Functions that side-effect a scalar, such as Encode::_utf8_on(), need to de-COW the operand. See [perl #79824] for the origins of this bug report; the bug has been fixed for core functions such as utf8::decode(). Recipe to reproduce problem: $ perl -MEncode -lwe '%a=("L\x{c3}\x{a9}on"=>"acme"); ($k)=(keys %a); Encode::_utf8_on($k); %h = ($k => "acme"); print $h{"L\x{e9}on"}' Use of uninitialized value in print at -e line 1. For the purposes of this bug report, the string being _utf8_on-ed is always well-formed UTF-8, so the big documented caveat about _utf8_on doesn't apply. What happens here is that $k, having come from keys(), shares its PV buffer with the HEK in %a, the _utf8_on doesn't touch the PV, and when $k is later used as a hash key the hash value already computed for that PV is reused. But _utf8_on has changed the hash value of the scalar, by changing which character sequence it represents. So %h ends up with its hash key stored under the wrong hash value, hence in the wrong bucket, hence looking up by an independent copy of the key fails. -zefram

Thu Aug 29 09:20:50 2013 $_ = 'spro^^*%*^6ut# [...] &$%*c>#!^!#&!pan.org'; y/a-z.@//cd; print - Correspondence added

On Thu Aug 29 06:00:50 2013, zefram@fysh.org wrote: Show quoted text

> Functions that side-effect a scalar, such as Encode::_utf8_on(), need > to de-COW the operand. See [perl #79824] for the origins of this bug > report; the bug has been fixed for core functions such as > utf8::decode(). > Recipe to reproduce problem: > > $ perl -MEncode -lwe '%a=("L\x{c3}\x{a9}on"=>"acme"); ($k)=(keys %a); > Encode::_utf8_on($k); %h = ($k => "acme"); print $h{"L\x{e9}on"}' > Use of uninitialized value in print at -e line 1. > > For the purposes of this bug report, the string being _utf8_on-ed is > always well-formed UTF-8, so the big documented caveat about _utf8_on > doesn't apply. What happens here is that $k, having come from keys(), > shares its PV buffer with the HEK in %a, the _utf8_on doesn't touch > the PV, and when $k is later used as a hash key the hash value already > computed for that PV is reused.
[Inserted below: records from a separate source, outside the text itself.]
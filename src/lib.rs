pub mod error;
pub mod events;
pub mod http;
pub mod session;
pub mod settings;
pub mod sleep;
pub mod store;
pub mod sync;
pub mod telemetry;

// Re-export main types for convenience
pub use error::{ApiError, ReplayError, SettingsError, StoreError};
pub use events::{
    EventManager, EventSink, HistoryListener, MediaItemEvent, MediaItemEventType,
    MediaItemHistory, NoopSink, PlaybackEvent, PlaybackEventKind, PlaybackEventSource,
    SharedEventSink, SharedHistoryListener,
};
pub use http::{ApiClient, DeviceInfo, LocalSessionSyncResult, ReqwestApiClient, SharedApiClient};
pub use session::{
    AudioTrack, Chapter, FINISHED_PROGRESS_THRESHOLD, LocalMediaProgress, Media, PlayMethod,
    PlaybackSession,
};
pub use settings::{DeviceSettings, parse_time_of_day};
pub use sleep::{
    SharedSleepTimerHost, SleepTimerHost, SleepTimerManager, SleepTimerMode, SleepTimerOptions,
    fade_volume, is_within_auto_window,
};
pub use store::{JsonStore, LocalStore, MemoryStore, SharedStore, remove_orphaned_progress};
pub use sync::{
    ProgressSyncer, ReplaySummary, SERVER_SESSION_CLOSED, SyncData, SyncOptions, SyncResult,
    replay_offline_sessions,
};
pub use telemetry::{SharedTelemetryHost, TelemetryHost};
use std::collections::HashSet;

use tracing::info;

use crate::error::StoreError;

use super::LocalStore;

/// Remove progress records whose local item no longer exists on the device
///
/// Returns the number of records removed.
pub fn remove_orphaned_progress(
    store: &dyn LocalStore,
    existing_local_item_ids: &HashSet<String>,
) -> Result<usize, StoreError> {
    let mut removed = 0;

    for progress in store.all_local_media_progress()? {
        if existing_local_item_ids.contains(&progress.local_library_item_id) {
            continue;
        }
        store.remove_local_media_progress(&progress.id)?;
        removed += 1;
    }

    if removed > 0 {
        info!("Removed {} orphaned local progress records", removed);
    }

    Ok(removed)
}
But _utf8_on has changed the hash > value > of the scalar, by changing which character sequence it represents. So > %h > ends up with its hash key stored under the wrong hash value, hence in > the > wrong bucket, hence looking up by an independent copy of the key > fails.

To fix this, you would need something like this: #ifndef SvIsCOW if (SvIsCOW(sv)) sv_force_normal(sv); #endif (I didn’t look at Encode’s source when I wrote that.)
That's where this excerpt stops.